[Data records]
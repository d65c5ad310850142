//! # API Handlers
//!
//! HTTP endpoints for service information and run control.

pub mod runs;

use crate::db::health_check;
use crate::error::{ApiError, ErrorType};
use crate::models::ServiceInfo;
use crate::server::AppState;
use axum::{extract::State, http::StatusCode, response::Json};

/// Root handler that returns basic service information
#[utoipa::path(
    get,
    path = "/",
    responses(
        (status = 200, description = "Service information", body = ServiceInfo)
    ),
    tag = "root"
)]
pub async fn root() -> Json<ServiceInfo> {
    Json(ServiceInfo::default())
}

/// Readiness check: succeeds when the database answers
#[utoipa::path(
    get,
    path = "/readyz",
    responses(
        (status = 204, description = "Ready"),
        (status = 503, description = "Database unreachable", body = ApiError)
    ),
    tag = "root"
)]
pub async fn readyz(State(state): State<AppState>) -> Result<StatusCode, ApiError> {
    health_check(&state.db).await.map_err(|err| {
        tracing::warn!(error = %err, "Readiness check failed");
        ApiError::from(ErrorType::ServiceUnavailable)
    })?;
    Ok(StatusCode::NO_CONTENT)
}

#[cfg(test)]
mod tests;
//! Migration to create the queue_messages table.
//!
//! Durable work queue: one row per pending message. A consumer claims a row
//! by pushing `visible_at_ms` into the future and deletes it on ack, so a
//! crashed consumer's message becomes visible again.

use sea_orm_migration::prelude::*;

#[derive(DeriveMigrationName)]
pub struct Migration;

#[async_trait::async_trait]
impl MigrationTrait for Migration {
    async fn up(&self, manager: &SchemaManager) -> Result<(), DbErr> {
        manager
            .create_table(
                Table::create()
                    .table(QueueMessages::Table)
                    .if_not_exists()
                    .col(
                        ColumnDef::new(QueueMessages::Id)
                            .uuid()
                            .not_null()
                            .primary_key(),
                    )
                    .col(ColumnDef::new(QueueMessages::Body).text().not_null())
                    .col(
                        ColumnDef::new(QueueMessages::Attempts)
                            .integer()
                            .not_null()
                            .default(0),
                    )
                    .col(
                        ColumnDef::new(QueueMessages::EnqueuedAtMs)
                            .big_integer()
                            .not_null(),
                    )
                    .col(
                        ColumnDef::new(QueueMessages::VisibleAtMs)
                            .big_integer()
                            .not_null(),
                    )
                    .to_owned(),
            )
            .await?;

        manager
            .create_index(
                Index::create()
                    .name("idx_queue_messages_visible_at_ms")
                    .table(QueueMessages::Table)
                    .col(QueueMessages::VisibleAtMs)
                    .if_not_exists()
                    .to_owned(),
            )
            .await
    }

    async fn down(&self, manager: &SchemaManager) -> Result<(), DbErr> {
        manager
            .drop_table(Table::drop().table(QueueMessages::Table).to_owned())
            .await
    }
}

#[derive(DeriveIden)]
enum QueueMessages {
    Table,
    Id,
    Body,
    Attempts,
    EnqueuedAtMs,
    VisibleAtMs,
}
//! Wiring of the ingestion components over one database connection.

use std::sync::Arc;
use std::time::Duration;

use sea_orm::DatabaseConnection;

use crate::bulk::BulkWriter;
use crate::catalog::{CatalogApiClient, CatalogRegistry, FetchError};
use crate::config::AppConfig;
use crate::ingestion::IngestionStateMachine;
use crate::repositories::{DbWorkQueue, RunStateStore, SeaOrmRunStateStore, WorkQueue};
use crate::run_controller::RunController;
use crate::worker::QueueWorker;

#[derive(Clone)]
pub struct Pipeline {
    pub controller: Arc<RunController>,
    pub machine: Arc<IngestionStateMachine>,
    pub queue: Arc<dyn WorkQueue>,
}

impl Pipeline {
    pub fn new(
        catalogs: CatalogRegistry,
        run_state: Arc<dyn RunStateStore>,
        queue: Arc<dyn WorkQueue>,
        page_size: u64,
    ) -> Self {
        let controller = Arc::new(RunController::new(run_state.clone(), queue.clone()));
        let machine = Arc::new(IngestionStateMachine::new(
            catalogs,
            run_state,
            queue.clone(),
            page_size,
        ));
        Self {
            controller,
            machine,
            queue,
        }
    }

    /// API-backed adapters, `kv_entries` run state and the database queue.
    pub fn from_config(config: &AppConfig, db: DatabaseConnection) -> Result<Self, FetchError> {
        let client = Arc::new(CatalogApiClient::from_config(&config.catalog_api)?);
        let writer = BulkWriter::new(db.clone(), config.ingestion.max_bound_params);
        let catalogs = CatalogRegistry::with_api(client, writer);
        let run_state: Arc<dyn RunStateStore> = Arc::new(SeaOrmRunStateStore::new(db.clone()));
        let queue: Arc<dyn WorkQueue> =
            Arc::new(DbWorkQueue::new(db, config.worker.visibility_timeout()));

        Ok(Self::new(
            catalogs,
            run_state,
            queue,
            config.ingestion.page_size,
        ))
    }

    pub fn worker(&self, tick: Duration) -> QueueWorker {
        QueueWorker::new(self.queue.clone(), self.machine.clone(), tick)
    }
}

▶ [What is expected] Every single line of the data above must be set down again exactly.

▶ [Finished exercise]
repository d65c5ad310850142
//! # API Handlers
//!
//! HTTP endpoints for service information and run control.

pub mod runs;

use crate::db::health_check;
use crate::error::{ApiError, ErrorType};
use crate::models::ServiceInfo;
use crate::server::AppState;
use axum::{extract::State, http::StatusCode, response::Json};

/// Root handler that returns basic service information
#[utoipa::path(
    get,
    path = "/",
    responses(
        (status = 200, description = "Service information", body = ServiceInfo)
    ),
    tag = "root"
)]
pub async fn root() -> Json<ServiceInfo> {
    Json(ServiceInfo::default())
}

/// Readiness check: succeeds when the database answers
#[utoipa::path(
    get,
    path = "/readyz",
    responses(
        (status = 204, description = "Ready"),
        (status = 503, description = "Database unreachable", body = ApiError)
    ),
    tag = "root"
)]
pub async fn readyz(State(state): State<AppState>) -> Result<StatusCode, ApiError> {
    health_check(&state.db).await.map_err(|err| {
        tracing::warn!(error = %err, "Readiness check failed");
        ApiError::from(ErrorType::ServiceUnavailable)
    })?;
    Ok(StatusCode::NO_CONTENT)
}

#[cfg(test)]
mod tests;
//! Migration to create the queue_messages table.
//!
//! Durable work queue: one row per pending message. A consumer claims a row
//! by pushing `visible_at_ms` into the future and deletes it on ack, so a
//! crashed consumer's message becomes visible again.

use sea_orm_migration::prelude::*;

#[derive(DeriveMigrationName)]
pub struct Migration;

#[async_trait::async_trait]
impl MigrationTrait for Migration {
    async fn up(&self, manager: &SchemaManager) -> Result<(), DbErr> {
        manager
            .create_table(
                Table::create()
                    .table(QueueMessages::Table)
                    .if_not_exists()
                    .col(
                        ColumnDef::new(QueueMessages::Id)
                            .uuid()
                            .not_null()
                            .primary_key(),
                    )
                    .col(ColumnDef::new(QueueMessages::Body).text().not_null())
                    .col(
                        ColumnDef::new(QueueMessages::Attempts)
                            .integer()
                            .not_null()
                            .default(0),
                    )
                    .col(
                        ColumnDef::new(QueueMessages::EnqueuedAtMs)
                            .big_integer()
                            .not_null(),
                    )
                    .col(
                        ColumnDef::new(QueueMessages::VisibleAtMs)
                            .big_integer()
                            .not_null(),
                    )
                    .to_owned(),
            )
            .await?;

        manager
            .create_index(
                Index::create()
                    .name("idx_queue_messages_visible_at_ms")
                    .table(QueueMessages::Table)
                    .col(QueueMessages::VisibleAtMs)
                    .if_not_exists()
                    .to_owned(),
            )
            .await
    }

    async fn down(&self, manager: &SchemaManager) -> Result<(), DbErr> {
        manager
            .drop_table(Table::drop().table(QueueMessages::Table).to_owned())
            .await
    }
}

#[derive(DeriveIden)]
enum QueueMessages {
    Table,
    Id,
    Body,
    Attempts,
    EnqueuedAtMs,
    VisibleAtMs,
}
//! Wiring of the ingestion components over one database connection.

use std::sync::Arc;
use std::time::Duration;

use sea_orm::DatabaseConnection;

use crate::bulk::BulkWriter;
use crate::catalog::{CatalogApiClient, CatalogRegistry, FetchError};
use crate::config::AppConfig;
use crate::ingestion::IngestionStateMachine;
use crate::repositories::{DbWorkQueue, RunStateStore, SeaOrmRunStateStore, WorkQueue};
use crate::run_controller::RunController;
use crate::worker::QueueWorker;

#[derive(Clone)]
pub struct Pipeline {
    pub controller: Arc<RunController>,
    pub machine: Arc<IngestionStateMachine>,
    pub queue: Arc<dyn WorkQueue>,
}

impl Pipeline {
    pub fn new(
        catalogs: CatalogRegistry,
        run_state: Arc<dyn RunStateStore>,
        queue: Arc<dyn WorkQueue>,
        page_size: u64,
    ) -> Self {
        let controller = Arc::new(RunController::new(run_state.clone(), queue.clone()));
        let machine = Arc::new(IngestionStateMachine::new(
            catalogs,
            run_state,
            queue.clone(),
            page_size,
        ));
        Self {
            controller,
            machine,
            queue,
        }
    }

    /// API-backed adapters, `kv_entries` run state and the database queue.
    pub fn from_config(config: &AppConfig, db: DatabaseConnection) -> Result<Self, FetchError> {
        let client = Arc::new(CatalogApiClient::from_config(&config.catalog_api)?);
        let writer = BulkWriter::new(db.clone(), config.ingestion.max_bound_params);
        let catalogs = CatalogRegistry::with_api(client, writer);
        let run_state: Arc<dyn RunStateStore> = Arc::new(SeaOrmRunStateStore::new(db.clone()));
        let queue: Arc<dyn WorkQueue> =
            Arc::new(DbWorkQueue::new(db, config.worker.visibility_timeout()));

        Ok(Self::new(
            catalogs,
            run_state,
            queue,
            config.ingestion.page_size,
        ))
    }

    pub fn worker(&self, tick: Duration) -> QueueWorker {
        QueueWorker::new(self.queue.clone(), self.machine.clone(), tick)
    }
}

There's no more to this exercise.